• hipnotizmanın en azından batı dünyasındaki babası, freud'un ilham kaynağı ve bilim ve şarlatanlık tarzı kitapların vazgeçilmez ismidir. ilk olarak isterik körlükten mustarip genç bir piyanist kızın gözlerini açarak üne kavuşmuştur (ki bu da ayrı bir hikayedir: kız önceleri gayet şahane çalarken gözlerinin açılmasıyla birlikte sürekli ellerine bakmaya başlamış, notalar birbirine karışmış, başarısız bir piyanist olup çıkmıştır, ve hatta bu yüzden sonra intihar etmiş dahi olabilir, ama ben yanlış hatırlıyor da olabilirim). neticede mesmer hipnotizmayı fransız sosyetesinin en gözde eğlencesi haline getirmiştir, olan bu olmuştur. marie antoinette de neşeyi mesmer'de bulanlardandır. ve hatta mozart da yakın arkadaşıdır mesmer'in (cosi fan tutte operasında bir mesmerizm sahnesi vardır ve hatta). ikisi de mason locasındadır hem, biraderdirler.
    mesmer'in popülaritesinden rahatsızlık duyan onaltinci lui içinde lilo'nun bahsettiği gibi benjamin franklin, lavoisier (oksijenin kaşifi) ve de guillotine'in de (ki kendisi giyotinin mucidi değildir benim bildiğim, daha önce de vardır giyotin, o sadece "bunu uygulayın, bu daha insanca" diyendir, yine dağıldık); işte içinde guillotine'in de bulunduğu bir komisyon atamıştır onaltinci lui ve bu komisyon örneğin hastanın gözleri bağlıyken ve mesmer'in odada olup olmadığını söyleyemediği zamanlarda animal magnetism'in (budur teorisinin adı) işlemediğini, düpedüz yalan olduğunu, hurafe olduğunu tespit etmiştir. mesmer ihtilal öncesi giyotinden zor kurtulmuş, son yıllarını o eski ihtişamdan çok uzakta geçirmiştir.
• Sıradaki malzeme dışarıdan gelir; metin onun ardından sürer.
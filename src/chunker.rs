//! Fixed-size overlapping word-window chunker.
//!
//! Each page is split on whitespace into windows of [`CHUNK_SIZE`] words
//! stepping by `CHUNK_SIZE - OVERLAP`, so consecutive chunks share
//! [`OVERLAP`] words of context. Every chunk keeps the full page text as
//! `parent_text` and picks up a section label from the document summaries
//! (first section whose page range covers the page, in document order).

use crate::models::{Chunk, DocumentSummary, PageRecord};

/// Words per search chunk.
pub const CHUNK_SIZE: usize = 150;
/// Words shared between consecutive chunks of a page.
pub const OVERLAP: usize = 30;

/// Split extracted pages into search chunks linked to their parent page.
///
/// Chunk ids are `<document>_p<page>_c<index>` where the index is the
/// chunk's 0-based position in this call's output, which together with the
/// document name makes ids unique within a project. A page with zero words
/// produces zero chunks; a page shorter than [`CHUNK_SIZE`] produces one.
pub fn chunk_pages(pages: &[PageRecord], summaries: &[DocumentSummary]) -> Vec<Chunk> {
    let mut chunks = Vec::new();

    for page in pages {
        let words: Vec<&str> = page.text.split_whitespace().collect();
        let section = section_for(summaries, &page.document, page.page_number);

        let step = CHUNK_SIZE - OVERLAP;
        let mut start = 0;
        while start < words.len() {
            let end = (start + CHUNK_SIZE).min(words.len());
            let text = words[start..end].join(" ");
            let id = format!("{}_p{}_c{}", page.document, page.page_number, chunks.len());

            chunks.push(Chunk {
                id,
                document: page.document.clone(),
                page_number: page.page_number,
                text,
                parent_text: page.text.clone(),
                section: section.clone(),
                embedding: Vec::new(),
            });

            if end == words.len() {
                break;
            }
            start += step;
        }
    }

    chunks
}

/// Look up the section label for a page: the first section of the matching
/// document's summary whose `[page_start, page_end]` range covers the page.
/// Overlapping ranges resolve to the first match in document order; pages
/// with no matching section get an empty label.
pub fn section_for(summaries: &[DocumentSummary], document: &str, page: usize) -> String {
    for summary in summaries {
        if summary.document != document {
            continue;
        }
        for section in &summary.sections {
            if page >= section.page_start && page <= section.page_end {
                return section.name.clone();
            }
        }
    }
    String::new()
}

#[cfg(test)]
mod tests {
    use super::*;
    use crate::models::Section;

    fn page(document: &str, number: usize, words: usize) -> PageRecord {
        let text = (0..words)
            .map(|i| format!("word{i}"))
            .collect::<Vec<_>>()
            .join(" ");
        PageRecord {
            document: document.to_string(),
            page_number: number,
            text,
        }
    }

    /// Expected chunk count for a page of `w` words.
    fn expected_chunks(w: usize) -> usize {
        if w == 0 {
            0
        } else if w <= CHUNK_SIZE {
            1
        } else {
            (w - OVERLAP).div_ceil(CHUNK_SIZE - OVERLAP)
        }
    }

    #[test]
    fn empty_page_produces_no_chunks() {
        let chunks = chunk_pages(&[page("a.pdf", 1, 0)], &[]);
        assert!(chunks.is_empty());
    }

    #[test]
    fn short_page_produces_one_chunk() {
        let chunks = chunk_pages(&[page("a.pdf", 1, 120)], &[]);
        assert_eq!(chunks.len(), 1);
        assert_eq!(chunks[0].id, "a.pdf_p1_c0");
        assert_eq!(chunks[0].page_number, 1);
    }

    #[test]
    fn exact_window_produces_one_chunk() {
        let chunks = chunk_pages(&[page("a.pdf", 1, CHUNK_SIZE)], &[]);
        assert_eq!(chunks.len(), 1);
    }

    #[test]
    fn window_count_matches_formula() {
        for words in [1, 50, 150, 151, 270, 271, 400, 1000] {
            let chunks = chunk_pages(&[page("a.pdf", 1, words)], &[]);
            assert_eq!(
                chunks.len(),
                expected_chunks(words),
                "unexpected chunk count for {words} words"
            );
        }
    }

    #[test]
    fn consecutive_chunks_overlap() {
        let chunks = chunk_pages(&[page("a.pdf", 1, 400)], &[]);
        assert!(chunks.len() >= 2);
        let first: Vec<&str> = chunks[0].text.split_whitespace().collect();
        let second: Vec<&str> = chunks[1].text.split_whitespace().collect();
        // The last OVERLAP words of chunk 0 open chunk 1.
        assert_eq!(&first[first.len() - OVERLAP..], &second[..OVERLAP]);
    }

    #[test]
    fn chunk_text_is_substring_of_parent() {
        let pages = vec![page("a.pdf", 1, 500), page("a.pdf", 2, 80)];
        for chunk in chunk_pages(&pages, &[]) {
            let parent_norm = chunk.parent_text.split_whitespace().collect::<Vec<_>>().join(" ");
            assert!(
                parent_norm.contains(&chunk.text),
                "chunk text not contained in parent for {}",
                chunk.id
            );
        }
    }

    #[test]
    fn ids_are_unique_and_ordered() {
        let pages = vec![page("a.pdf", 1, 400), page("a.pdf", 2, 400)];
        let chunks = chunk_pages(&pages, &[]);
        let mut ids: Vec<&str> = chunks.iter().map(|c| c.id.as_str()).collect();
        let total = ids.len();
        ids.sort();
        ids.dedup();
        assert_eq!(ids.len(), total);

        // Page order then intra-page order is preserved.
        let pages_seen: Vec<usize> = chunks.iter().map(|c| c.page_number).collect();
        let mut sorted = pages_seen.clone();
        sorted.sort();
        assert_eq!(pages_seen, sorted);
    }

    #[test]
    fn section_lookup_first_match_wins() {
        let summaries = vec![DocumentSummary {
            document: "a.pdf".to_string(),
            title: "A".to_string(),
            doc_type: "other".to_string(),
            summary: String::new(),
            sections: vec![
                Section {
                    name: "Intro".to_string(),
                    page_start: 1,
                    page_end: 5,
                },
                Section {
                    name: "Overlapping".to_string(),
                    page_start: 3,
                    page_end: 10,
                },
            ],
            key_entities: vec![],
        }];

        assert_eq!(section_for(&summaries, "a.pdf", 3), "Intro");
        assert_eq!(section_for(&summaries, "a.pdf", 7), "Overlapping");
        assert_eq!(section_for(&summaries, "a.pdf", 20), "");
        assert_eq!(section_for(&summaries, "b.pdf", 3), "");
    }

    #[test]
    fn chunks_carry_section_label() {
        let summaries = vec![DocumentSummary {
            document: "a.pdf".to_string(),
            title: "A".to_string(),
            doc_type: "other".to_string(),
            summary: String::new(),
            sections: vec![Section {
                name: "Findings".to_string(),
                page_start: 2,
                page_end: 2,
            }],
            key_entities: vec![],
        }];
        let pages = vec![page("a.pdf", 1, 10), page("a.pdf", 2, 10)];
        let chunks = chunk_pages(&pages, &summaries);
        assert_eq!(chunks[0].section, "");
        assert_eq!(chunks[1].section, "Findings");
    }
}
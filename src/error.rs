//! Crate-wide error type.
//!
//! One enum covers the whole pipeline so that callers can distinguish the
//! cases that matter operationally: bad input (reported, never fatal),
//! per-file extraction failures (isolated to the file), transient provider
//! errors (retried by the pipeline), permanent provider errors (fail fast),
//! and cancellation (not an error at the API surface; it becomes the
//! `cancelled` ingest phase).

use thiserror::Error;

pub type Result<T> = std::result::Result<T, EngineError>;

#[derive(Error, Debug)]
pub enum EngineError {
    /// Malformed request data: bad project id, unsupported extension,
    /// path traversal in a filename.
    #[error("invalid input: {0}")]
    InvalidInput(String),

    #[error("{0} not found")]
    NotFound(String),

    /// A file could not be opened or yielded no extractable text.
    #[error("extraction failed: {0}")]
    Extract(String),

    #[error("ocr failed: {0}")]
    Ocr(String),

    /// Transient embedding failure; the pipeline retries these.
    #[error("embedding error: {0}")]
    Embedding(String),

    /// Permanent provider failure (auth, bad request). Never retried.
    #[error("provider error: {0}")]
    Provider(String),

    #[error("lexical index error: {0}")]
    Lexical(#[from] tantivy::TantivyError),

    #[error("store error: {0}")]
    Store(String),

    /// A second ingestion was requested while one is running.
    #[error("Ingestion already in progress")]
    Busy,

    #[error("operation cancelled")]
    Cancelled,

    #[error(transparent)]
    Io(#[from] std::io::Error),

    #[error("json error: {0}")]
    Json(#[from] serde_json::Error),

    #[error("http error: {0}")]
    Http(#[from] reqwest::Error),
}

impl EngineError {
    /// True for failures the embedding retry loop should give up on
    /// immediately rather than back off and retry.
    pub fn is_permanent(&self) -> bool {
        matches!(
            self,
            EngineError::Provider(_) | EngineError::Cancelled | EngineError::InvalidInput(_)
        )
    }
}
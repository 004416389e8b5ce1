//! At-rest obfuscation for API keys in `settings.json`.
//!
//! Keys are AES-256-GCM encrypted with a key derived deterministically from
//! the machine hostname and working directory via SHA-256. This is
//! **obfuscation, not secrecy**: anyone who can run code on the same machine
//! in the same directory can derive the key. It only prevents casual reading
//! of API keys out of the settings file, without asking the user for a
//! passphrase. The read path tolerates legacy plaintext values (see
//! `settings::decrypt_or_passthrough`).

use aes_gcm::aead::{Aead, AeadCore, KeyInit, OsRng};
use aes_gcm::{Aes256Gcm, Key, Nonce};
use base64::engine::general_purpose::STANDARD as BASE64;
use base64::Engine;
use sha2::{Digest, Sha256};

use crate::error::{EngineError, Result};

/// Deterministic 32-byte key from hostname + working directory.
fn derive_key() -> [u8; 32] {
    let hostname = gethostname::gethostname().to_string_lossy().into_owned();
    let cwd = std::env::current_dir()
        .map(|p| p.display().to_string())
        .unwrap_or_default();
    // The "docpilot" prefix is part of the key: changing it (e.g. on a
    // package rename) makes every previously-saved settings.json key
    // undecryptable, falling back to the plaintext passthrough path.
    let seed = format!("docpilot:{hostname}:{cwd}");
    Sha256::digest(seed.as_bytes()).into()
}

/// Encrypt to `base64(nonce || ciphertext)`. Empty input stays empty.
pub fn encrypt(plaintext: &str) -> Result<String> {
    if plaintext.is_empty() {
        return Ok(String::new());
    }

    let key_bytes = derive_key();
    let cipher = Aes256Gcm::new(Key::<Aes256Gcm>::from_slice(&key_bytes));
    let nonce = Aes256Gcm::generate_nonce(&mut OsRng);

    let ciphertext = cipher
        .encrypt(&nonce, plaintext.as_bytes())
        .map_err(|e| EngineError::Store(format!("encrypt: {e}")))?;

    let mut combined = nonce.to_vec();
    combined.extend_from_slice(&ciphertext);
    Ok(BASE64.encode(combined))
}

/// Decrypt a `base64(nonce || ciphertext)` string. Empty input stays empty.
pub fn decrypt(encoded: &str) -> Result<String> {
    if encoded.is_empty() {
        return Ok(String::new());
    }

    let combined = BASE64
        .decode(encoded)
        .map_err(|e| EngineError::Store(format!("base64 decode: {e}")))?;
    if combined.len() < 12 {
        return Err(EngineError::Store("ciphertext too short".to_string()));
    }

    let key_bytes = derive_key();
    let cipher = Aes256Gcm::new(Key::<Aes256Gcm>::from_slice(&key_bytes));
    let (nonce, ciphertext) = combined.split_at(12);

    let plaintext = cipher
        .decrypt(Nonce::from_slice(nonce), ciphertext)
        .map_err(|e| EngineError::Store(format!("decrypt: {e}")))?;

    String::from_utf8(plaintext).map_err(|e| EngineError::Store(format!("decrypt utf8: {e}")))
}
//! Server entry point.
//!
//! Configuration comes from the environment first, overridden by
//! `<data>/settings.json` (API keys stored there are obfuscated, see
//! [`docpilot::crypto`]):
//!
//! | Variable | Default | Purpose |
//! |----------|---------|---------|
//! | `PORT` | `8080` | HTTP listen port |
//! | `DATA_DIR` | `data` | Root of all persisted state |
//! | `OPENAI_API_KEY` / `ANTHROPIC_API_KEY` / `HUGGINGFACE_API_KEY` | unset | Provider keys |
//! | `LLM_PROVIDER` | `openai` | Default answer provider |
//! | `EMBEDDING_PROVIDER` | `openai` | Embedding backend |
//! | `OCR_PROVIDER` | auto | `tesseract`, `sarvam`, or `none` |
//! | `SARVAM_API_KEY` | unset | Sarvam OCR key |
//!
//! Exits non-zero when the data directory cannot be created or the port
//! cannot be bound.

use std::collections::HashMap;
use std::sync::Arc;

use anyhow::Context;
use tracing::info;

use docpilot::ocr::{self, OcrProvider};
use docpilot::project::ProjectStore;
use docpilot::server;
use docpilot::settings::load_settings;
use docpilot::state::{RuntimeSettings, ServerState};

fn env_or_default(name: &str, default: &str) -> String {
    std::env::var(name).unwrap_or_else(|_| default.to_string())
}

/// Environment configuration overridden by `settings.json`.
fn build_settings(store: &ProjectStore, tesseract_available: bool) -> RuntimeSettings {
    let mut provider_keys = HashMap::from([
        ("openai".to_string(), env_or_default("OPENAI_API_KEY", "")),
        (
            "anthropic".to_string(),
            env_or_default("ANTHROPIC_API_KEY", ""),
        ),
        (
            "huggingface".to_string(),
            env_or_default("HUGGINGFACE_API_KEY", ""),
        ),
    ]);
    let mut default_llm = env_or_default("LLM_PROVIDER", "openai");
    let mut embed_provider = env_or_default("EMBEDDING_PROVIDER", "openai");
    let mut ocr_provider = OcrProvider::parse(&env_or_default("OCR_PROVIDER", ""));
    let mut sarvam_key = env_or_default("SARVAM_API_KEY", "");

    if let Some(saved) = load_settings(&store.settings_path()) {
        info!("loading saved settings");
        for (name, value) in [
            ("openai", &saved.openai_key),
            ("anthropic", &saved.anthropic_key),
            ("huggingface", &saved.huggingface_key),
        ] {
            if !value.is_empty() {
                provider_keys.insert(name.to_string(), value.clone());
            }
        }
        if !saved.default_llm.is_empty() {
            default_llm = saved.default_llm;
        }
        if !saved.embed_provider.is_empty() {
            embed_provider = saved.embed_provider;
        }
        if !saved.ocr_provider.is_empty() {
            ocr_provider = OcrProvider::parse(&saved.ocr_provider);
        }
        if !saved.sarvam_key.is_empty() {
            sarvam_key = saved.sarvam_key;
        }
    }

    // Auto-select an OCR backend when none is configured explicitly.
    if ocr_provider == OcrProvider::Auto {
        if !sarvam_key.is_empty() {
            ocr_provider = OcrProvider::Sarvam;
            info!("OCR: auto-selected Sarvam (API key configured)");
        } else if tesseract_available {
            ocr_provider = OcrProvider::Tesseract;
            info!("OCR: auto-selected tesseract");
        } else {
            info!("OCR: no provider available (scanned PDFs will not be processed)");
        }
    }
    if ocr_provider == OcrProvider::Tesseract && tesseract_available && !ocr::detect_pdftoppm() {
        info!("OCR warning: tesseract found but no PDF-to-image converter (install Poppler)");
    }

    RuntimeSettings {
        provider_keys,
        default_llm,
        embed_provider,
        ocr_provider,
        sarvam_key,
    }
}

#[tokio::main]
async fn main() -> anyhow::Result<()> {
    tracing_subscriber::fmt()
        .with_env_filter(
            tracing_subscriber::EnvFilter::try_from_default_env()
                .unwrap_or_else(|_| "info".into()),
        )
        .init();

    let data_dir = env_or_default("DATA_DIR", "data");
    let store = ProjectStore::new(&data_dir)
        .with_context(|| format!("failed to initialize data directory {data_dir}"))?;

    let tesseract_available = ocr::detect_tesseract();
    let settings = build_settings(&store, tesseract_available);
    let state = Arc::new(ServerState::new(store, settings, tesseract_available));

    let port = env_or_default("PORT", "8080");
    let bind_addr = format!("0.0.0.0:{port}");
    let listener = tokio::net::TcpListener::bind(&bind_addr)
        .await
        .with_context(|| format!("failed to bind {bind_addr}"))?;

    info!(addr = %bind_addr, "docpilot server listening");
    axum::serve(listener, server::router(state))
        .await
        .context("server error")?;

    Ok(())
}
    bu hikayede bize rasputin'i hatırlatan bir şeyler yok mudur hem? tam çöküş öncesinde mutluluğu, huzuru doğaüstü güçlerde arayan aristokrasi kadınları..
    bugün ingilizcede "hipnoz etmek, büyülemek, gözünü bağlamak" gibi anlamlara gelen "mesmerize" kelimesi de işte bu aynı franz anton mesmer'in hatırasıdır.